The Philadelphia Phillies are a Major League Baseball team based in Philadelphia, Pennsylvania. They are a member of the Eastern Division of Major League Baseball's National League. The team has played officially under two names since beginning play in 1883: the current moniker, as well as the "Quakers", which was used in conjunction with "Phillies" during the team's early history. The team was also known unofficially as the "Blue Jays" during the World War II era. Since the franchise's inception, players have made an appearance in a competitive game for the team, whether as an offensive player (batting and baserunning) or a defensive player (fielding, pitching, or both).
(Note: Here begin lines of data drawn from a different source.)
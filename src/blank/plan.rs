use std::collections::{HashMap, HashSet};
use std::fmt;

use log::{debug, info, warn};
use serde::Serialize;

use crate::consensus::ConsensusMap;
use crate::feature::FeatureMap;
use crate::grouping::FeatureGrouper;

use super::{score_rows, BlankError, BlankFilterConfig, BlankSet, Partition, RowScore};

/// File name of the empty map substituted when too few inputs are given
pub const SYNTHETIC_MAP_NAME: &str = "second-feature-map.mzML";

/// Processing step type recorded on rewritten maps
pub const BLANK_REMOVAL_STEP: &str = "blank removal";

/// Counts describing one blank removal pass
#[derive(Debug, Clone, Default, PartialEq, Eq, Serialize)]
pub struct BlankRemovalStats {
    /// Consensus rows formed by grouping
    pub consensus_rows: usize,
    /// Rows scored as real signal
    pub real_rows: usize,
    /// Rows scored as blank background
    pub background_rows: usize,
    /// Rows without a ratio (missing blank or sample coverage)
    pub unscored_rows: usize,
    /// Features across sample maps before filtering
    pub features_before: usize,
    /// Features across sample maps after filtering
    pub features_after: usize,
    /// Blank files deleted
    pub files_deleted: usize,
    /// Sample files rewritten
    pub files_rewritten: usize,
}

impl fmt::Display for BlankRemovalStats {
    fn fmt(&self, f: &mut fmt::Formatter<'_>) -> fmt::Result {
        write!(
            f,
            "{} consensus rows ({} real, {} background, {} unscored); \
             {} -> {} features in {} files, {} blank files deleted",
            self.consensus_rows,
            self.real_rows,
            self.background_rows,
            self.unscored_rows,
            self.features_before,
            self.features_after,
            self.files_rewritten,
            self.files_deleted
        )
    }
}

/// Outcome of blank filtering, ready to be persisted
#[derive(Debug, Clone)]
pub struct BlankRemovalPlan {
    /// Consensus map the scores were computed on
    pub consensus: ConsensusMap,
    /// Per-row verdicts, in consensus order
    pub scores: Vec<RowScore>,
    /// Union of feature ids of all real rows
    pub keep_ids: HashSet<u64>,
    /// Filtered sample maps, in input order
    pub retained: Vec<FeatureMap>,
    /// Source file names of blank maps to delete, in input order
    pub deletions: Vec<String>,
    /// Summary counts
    pub stats: BlankRemovalStats,
}

/// Blank-based feature filter over an injected grouping algorithm
#[derive(Debug, Clone)]
pub struct BlankFilter<G> {
    grouper: G,
    config: BlankFilterConfig,
}

impl<G: FeatureGrouper> BlankFilter<G> {
    /// Create a filter
    pub fn new(grouper: G, config: BlankFilterConfig) -> Self {
        Self { grouper, config }
    }

    /// Filter configuration
    pub fn config(&self) -> &BlankFilterConfig {
        &self.config
    }

    /// Group, score and filter `maps` without touching the file system
    pub fn plan(&self, maps: &[FeatureMap], blanks: &BlankSet) -> Result<BlankRemovalPlan, BlankError> {
        self.config.validate()?;
        check_unique_sources(maps)?;

        let is_blank: Vec<bool> = maps.iter().map(|m| blanks.contains(m.source_file())).collect();
        if is_blank.iter().all(|&b| b) {
            return Err(BlankError::NoSampleFiles);
        }
        warn_unmatched_blanks(maps, blanks);

        let min_maps = self.grouper.min_maps();
        let padded: Vec<FeatureMap>;
        let inputs: &[FeatureMap] = if maps.len() < min_maps {
            debug!(
                "Padding {} input map(s) with empty {} for grouping",
                maps.len(),
                SYNTHETIC_MAP_NAME
            );
            let mut with_padding = maps.to_vec();
            with_padding.resize_with(min_maps, || FeatureMap::new(SYNTHETIC_MAP_NAME));
            padded = with_padding;
            &padded
        } else {
            maps
        };

        let consensus = self.grouper.group(inputs)?;
        let rows = consensus.rows();
        let partition = Partition::from_columns(&consensus.column_names(), maps.len(), blanks);
        let scores = score_rows(&rows, &partition, &self.config);

        let keep_ids: HashSet<u64> = rows
            .iter()
            .zip(&scores)
            .filter(|(_, score)| score.is_real)
            .flat_map(|(row, _)| row.feature_ids.iter().copied())
            .collect();

        let real_rows = scores.iter().filter(|s| s.is_real).count();
        let unscored_rows = scores.iter().filter(|s| s.ratio.is_none()).count();
        if unscored_rows > 0 {
            debug!("{} consensus rows lack blank or sample coverage", unscored_rows);
        }

        let parameters = self.step_parameters(blanks);
        let mut retained = Vec::new();
        let mut deletions = Vec::new();
        let mut features_before = 0;
        let mut features_after = 0;

        for (map, blank) in maps.iter().zip(is_blank) {
            if blank {
                deletions.push(map.source_file().to_string());
                continue;
            }
            let mut filtered = map.retain_ids(&keep_ids);
            filtered
                .metadata
                .processing_history
                .record(BLANK_REMOVAL_STEP, parameters.clone());
            debug!(
                "{}: keeping {} of {} features",
                map.source_file(),
                filtered.len(),
                map.len()
            );
            features_before += map.len();
            features_after += filtered.len();
            retained.push(filtered);
        }

        let stats = BlankRemovalStats {
            consensus_rows: scores.len(),
            real_rows,
            background_rows: scores.len() - real_rows - unscored_rows,
            unscored_rows,
            features_before,
            features_after,
            files_deleted: deletions.len(),
            files_rewritten: retained.len(),
        };
        info!("Blank removal: {}", stats);

        Ok(BlankRemovalPlan {
            consensus,
            scores,
            keep_ids,
            retained,
            deletions,
            stats,
        })
    }

    fn step_parameters(&self, blanks: &BlankSet) -> HashMap<String, String> {
        let mut parameters = HashMap::new();
        parameters.insert("cutoff".to_string(), self.config.cutoff.to_string());
        parameters.insert("blanks".to_string(), blanks.stems().join(","));
        parameters.insert(
            "missing_values".to_string(),
            format!("{:?}", self.config.missing_values).to_lowercase(),
        );
        parameters
    }
}

fn check_unique_sources(maps: &[FeatureMap]) -> Result<(), BlankError> {
    let mut seen = HashSet::new();
    for map in maps {
        if !seen.insert(map.stem()) {
            return Err(BlankError::DuplicateSource(map.source_file().to_string()));
        }
    }
    Ok(())
}

fn warn_unmatched_blanks(maps: &[FeatureMap], blanks: &BlankSet) {
    for blank in blanks.unmatched(maps) {
        warn!("Blank {} matches no input file, ignoring", blank);
    }
}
Of those Phillies, 33 have had surnames beginning with the letter N, and 26 beginning with the letter O. One member of this list has been inducted into the Baseball Hall of Fame; pitcher Kid Nichols played two seasons for the Phillies (1905-1906). No Phillies players with surnames beginning with N or O have been inducted into the Philadelphia Baseball Wall of Fame; however, Paul Owens was a team manager, general manager, and executive from 1972 to 2003. No members of this list hold franchise records, nor have any numbers been retired for them.

Among the 33 batters in this list, Lefty O'Doul has the highest batting average, at .391; he played for the Phillies during the 1929 and 1930 seasons. Other players with an average over .300 include Lou Novikoff (.304 in one season; the only player whose surname begins with N to bat over .300), Dink O'Brien (.333 in one season), and Al Oliver (.312 in one season). Ron Northey leads all members of this list with 60 home runs and 273 runs batted in; among players whose surname begins with O, O'Doul leads with 54 and 219, respectively.

Of this list's 28 pitchers, three share the best win–loss record, in terms of winning percentage: Red Nelson, Jerry Nops, and Eddie Oropesa each have a 1.000 winning percentage, Nelson having won two games and lost none, and Nops and Oropesa each winning one game without a loss. Al Orth, in his seven seasons as a Phillies, accumulated 100 victories and 72 defeats, tops in both categories on this list; among pitchers whose surname begins with N, Nichols' 10 wins and Dickie Noles' 11 losses are highest. Orth and Noles also lead their respective lists in strikeouts: Orth with 359, and Noles with 133. Roy Oswalt's 1.74 earned run average (ERA) is the lowest among members of this list; of the pitchers whose surname begins with N, Nichols' 2.83 ERA is best.

One player, Jack Neagle, has made 30% or more of his Phillies appearances as a pitcher and a position player. He amassed a 1–7 pitching record with a 6.90 ERA while batting in four runs as a left fielder.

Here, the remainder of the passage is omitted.